Feeling Like a Criminal

I’m thinking of doing this thing where I try one new thing a day. Just one thing I’ve never done before. I’m not talking about doing crazy things like bungee jump on Tuesday and steal a pair of shoes on Wednesday, I mean relatively little things to push myself out of my comfort zone.

I did two last night. I went to a vinyl release party at a bar by myself and I wore lipstick. As I’ve said before, I don’t know how to wear lipstick, so this was an exercise in makeup tricks and confidence. I was hoping one of my girlfriends would come along, but that didn’t end up happening. So I was faced with a decision: stay home and watch Grey’s Anatomy on Netflix while painting my nails for the second time this weekend and go to bed before eleven, or go to the Nicole Rae  and the Traveling Suitcase vinyl release party where I would most likely see people I knew. Also, at this party I would be beautiful and charming and meet fabulous new people.

So I put on some heels and went out. And I had a fabulous time.

This was bigger than me just going to any bar or any band’s release party. This bar was where Bill had performed several times. Part of his senior recital was held here. He knows the owners, and I met them through him. In fact, when I walked in, one of the first things I saw was a picture of him. His old band is performing there in the near future I guess, and the promo poster still has his picture on it. Nicole Rae didn’t hold particular significance for us, but the drummer is a good friend of Bill’s.

So, I ran into many people I know because of Bill. And I was by myself. I didn’t have a girlfriend to huddle with on the side of the room. I didn’t have a boyfriend or date to silently flirt with. I was all alone. I spoke to friends of Bill and when they asked how I was, I told them that I was doing well. Maybe I was hypersensitive, but I felt like I saw pity or something in their eyes, so I decided to talk about the elephant in the room and told them that we had broken up. They offered obligatory words and sounds of condolences, but I was quick to say, “But I’m doing alright. My life is going well right now.”

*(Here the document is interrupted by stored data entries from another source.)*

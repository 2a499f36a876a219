//! Application configuration
//!
//! All static settings live in one `AppConfig`, loaded once at startup from an
//! optional TOML file and then overridden from the environment.

use crate::emergency::{EmergencyConfig, NAME_PLACEHOLDER};
use crate::llm::config::{ApiConfig, API_KEY_ENV};
use crate::llm::PromptPrefixes;
use crate::preferences::{DisplayConfig, FilePreferenceStore};
use crate::speech::SpeechConfig;
use crate::{Result, SahayakError};
use serde::{Deserialize, Serialize};
use std::path::{Path, PathBuf};
use tracing::{debug, info};

/// Overrides the completion endpoint
pub const API_URL_ENV: &str = "SAHAYAK_API_URL";

/// Path of the config file when none is given on the command line
pub const CONFIG_PATH_ENV: &str = "SAHAYAK_CONFIG";

#[derive(Clone, Debug, Default, PartialEq, Serialize, Deserialize)]
#[serde(default)]
pub struct AppConfig {
    pub api: ApiConfig,
    pub prompts: PromptPrefixes,
    pub speech: SpeechConfig,
    pub display: DisplayConfig,
    pub emergency: EmergencyConfig,

    /// Where preferences are stored; the user config dir when unset
    pub preferences_path: Option<PathBuf>,
}

impl AppConfig {
    pub fn from_toml_str(contents: &str) -> Result<Self> {
        toml::from_str(contents)
            .map_err(|e| SahayakError::ConfigError(format!("Invalid config file: {}", e)))
    }

    pub fn load(path: impl AsRef<Path>) -> Result<Self> {
        let path = path.as_ref();
        info!("Loading configuration from {:?}", path);
        let contents = std::fs::read_to_string(path).map_err(|e| {
            SahayakError::ConfigError(format!("Cannot read {}: {}", path.display(), e))
        })?;
        Self::from_toml_str(&contents)
    }

    /// Load from `path` (or defaults), apply the process environment and validate
    pub fn resolve(path: Option<PathBuf>) -> Result<Self> {
        let config = match path {
            Some(path) => Self::load(path)?,
            None => {
                debug!("No config file given; using defaults");
                Self::default()
            }
        };
        let config = config.with_overrides(|name| std::env::var(name).ok());
        config.validate()?;
        Ok(config)
    }

    /// First CLI argument, else `SAHAYAK_CONFIG`
    pub fn path_from_args(mut args: impl Iterator<Item = String>) -> Option<PathBuf> {
        args.next()
            .or_else(|| std::env::var(CONFIG_PATH_ENV).ok())
            .filter(|path| !path.trim().is_empty())
            .map(PathBuf::from)
    }

    /// Apply environment overrides through `lookup`
    pub fn with_overrides(mut self, lookup: impl Fn(&str) -> Option<String>) -> Self {
        if let Some(key) = lookup(API_KEY_ENV).filter(|key| !key.trim().is_empty()) {
            debug!("Using API key from {}", API_KEY_ENV);
            self.api.api_key = Some(key);
        }
        if let Some(url) = lookup(API_URL_ENV).filter(|url| !url.trim().is_empty()) {
            debug!("Using API endpoint from {}", API_URL_ENV);
            self.api.api_url = url;
        }
        self
    }

    pub fn with_api_key(mut self, api_key: impl Into<String>) -> Self {
        self.api.api_key = Some(api_key.into());
        self
    }

    pub fn with_api_url(mut self, api_url: impl Into<String>) -> Self {
        self.api.api_url = api_url.into();
        self
    }

    /// Never ask for the device location during emergencies
    pub fn without_geolocation(mut self) -> Self {
        self.emergency.settings.attempt_geolocation = false;
        self
    }

    pub fn preferences_path(&self) -> Option<PathBuf> {
        self.preferences_path
            .clone()
            .or_else(FilePreferenceStore::default_path)
    }

    /// Validate the configuration
    pub fn validate(&self) -> Result<()> {
        if self.api.api_url.trim().is_empty() {
            return Err(SahayakError::ConfigError(
                "API endpoint must not be empty".to_string(),
            ));
        }

        let display = &self.display;
        if display.font_size_step == 0 {
            return Err(SahayakError::ConfigError(
                "Font size step must be positive".to_string(),
            ));
        }
        if display.min_font_size > display.default_font_size
            || display.default_font_size > display.max_font_size
        {
            return Err(SahayakError::ConfigError(format!(
                "Font sizes must satisfy min <= default <= max (got {} / {} / {})",
                display.min_font_size, display.default_font_size, display.max_font_size
            )));
        }

        if self.speech.rate <= 0.0 {
            return Err(SahayakError::ConfigError(format!(
                "Speech rate must be positive (got {})",
                self.speech.rate
            )));
        }

        if !self.emergency.message_template.contains(NAME_PLACEHOLDER) {
            return Err(SahayakError::ConfigError(format!(
                "Emergency message template must contain {}",
                NAME_PLACEHOLDER
            )));
        }
        if self.emergency.primary_contact.phone.trim().is_empty() {
            return Err(SahayakError::ConfigError(
                "Primary emergency contact needs a phone number".to_string(),
            ));
        }

        Ok(())
    }
}

#[cfg(test)]
mod tests {
    use super::*;
    use crate::llm::DEFAULT_API_URL;
    use std::io::Write;

    #[test]
    fn test_default_config() {
        let config = AppConfig::default();
        assert_eq!(config.api.api_url, DEFAULT_API_URL);
        assert_eq!(config.api.generation.max_output_tokens, 1024);
        assert_eq!(config.speech.rate, 0.9);
        assert_eq!(config.display.font_size_step, 2);
        assert_eq!(config.emergency.services.police, "100");
        assert!(config.api.api_key.is_none());
        assert!(config.validate().is_ok());
    }

    #[test]
    fn test_partial_toml() {
        let config = AppConfig::from_toml_str(
            r#"
            [speech]
            rate = 0.8
            language = "hi-IN"

            [display]
            max_font_size = 32

            [emergency.primary_contact]
            name = "Asha"
            phone = "+91 98000 00000"
            relationship = "Daughter"
            "#,
        )
        .unwrap();

        assert_eq!(config.speech.rate, 0.8);
        assert_eq!(config.speech.pitch, 1.0);
        assert_eq!(config.speech.language, "hi-IN");
        assert_eq!(config.display.max_font_size, 32);
        assert_eq!(config.display.min_font_size, 16);
        assert_eq!(config.emergency.primary_contact.name, "Asha");
        assert_eq!(config.emergency.secondary_contacts.len(), 1);
    }

    #[test]
    fn test_invalid_toml() {
        let err = AppConfig::from_toml_str("[speech\nrate = ").unwrap_err();
        assert!(matches!(err, SahayakError::ConfigError(_)));
    }

    #[test]
    fn test_load_file() {
        let mut file = tempfile::NamedTempFile::new().unwrap();
        writeln!(file, "[api]\napi_url = \"http://localhost:9999/generate\"").unwrap();

        let config = AppConfig::load(file.path()).unwrap();
        assert_eq!(config.api.api_url, "http://localhost:9999/generate");
    }

    #[test]
    fn test_env_overrides() {
        let config = AppConfig::default().with_overrides(|name| match name {
            "GEMINI_API_KEY" => Some("from-env".to_string()),
            "SAHAYAK_API_URL" => Some("  ".to_string()),
            _ => None,
        });

        assert_eq!(config.api.key(), Some("from-env"));
        assert_eq!(config.api.api_url, DEFAULT_API_URL);
    }

    #[test]
    fn test_validation() {
        let mut config = AppConfig::default();
        config.display.font_size_step = 0;
        assert!(config.validate().is_err());

        let mut config = AppConfig::default();
        config.display.default_font_size = 40;
        assert!(config.validate().is_err());

        let mut config = AppConfig::default();
        config.emergency.message_template = "Help at [LOCATION]".to_string();
        assert!(config.validate().is_err());

        let mut config = AppConfig::default();
        config.speech.rate = 0.0;
        assert!(config.validate().is_err());

        assert!(AppConfig::default().with_api_url("").validate().is_err());
    }

    #[test]
    fn test_builder_helpers() {
        let config = AppConfig::default()
            .with_api_key("key")
            .with_api_url("http://localhost/x")
            .without_geolocation();

        assert_eq!(config.api.key(), Some("key"));
        assert_eq!(config.api.api_url, "http://localhost/x");
        assert!(!config.emergency.settings.attempt_geolocation);
    }
}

I was introduced by Jason, a perpetual bullshitter, to a contemporary artist who is also a professor. He did not look like a professor. Considering my source, I didn’t believe him and the guy ended up pulling out his university ID, proving that he is a professor. The professor then introduced me to somebody who he claimed worked with the FBI. I told Jason, the professor, and the FBI guy they were screwing with me and then I walked away to find someone else to talk with. I ended up bouncing around between groups of people and standing by myself throughout the night. And it wasn’t nearly as terrible as I thought it would be. Interestingly, some of my favorite moments of the night were when I was by myself, watching the band perform.

I also ran into an acquaintance from years ago. We ended up talking for a good chunk of time. She said she had been reading my blog and had wanted to talk to me. She said she didn’t want to send the facebook message because of the generic quality of nearly every facebook message. The conversation was great. It feels weird to report some of the things we talked about because I’m a human and there’s an obligatory sense of self-efficacy. But because I’m a writer and blogger, I suppose I tossed that idea to the wind long ago. Anyway, she said she had wanted to tell me that she knew what I was going through – she knew what it felt like to be struck by love only to have it pulled out from under you – and she was impressed by how strong I was. “You are so much stronger than you think you are, Ashley,” she told me. “You are such a woman.” And she said “woman” in the way that means powerful and strong and confident. She went on to praise me for coming by myself despite what I’m going through. It’s great to be told you’re admired when you spend a great deal of time feeling like a fool.

The band ended with a cover of Fiona Apple’s Criminal. I stood next to Jason, sipping my water, watching the band rock out, dancers toss hula hoops in the air, and audience members sing along to the same angsty chorus that I’ve been listening to all week. And I felt great. That last song felt like the universe telling me, “Yes, you’re going to be okay. Life continues even through heartbreak. We are all in this together, so join in with the chorus and remember what it is to be alive.”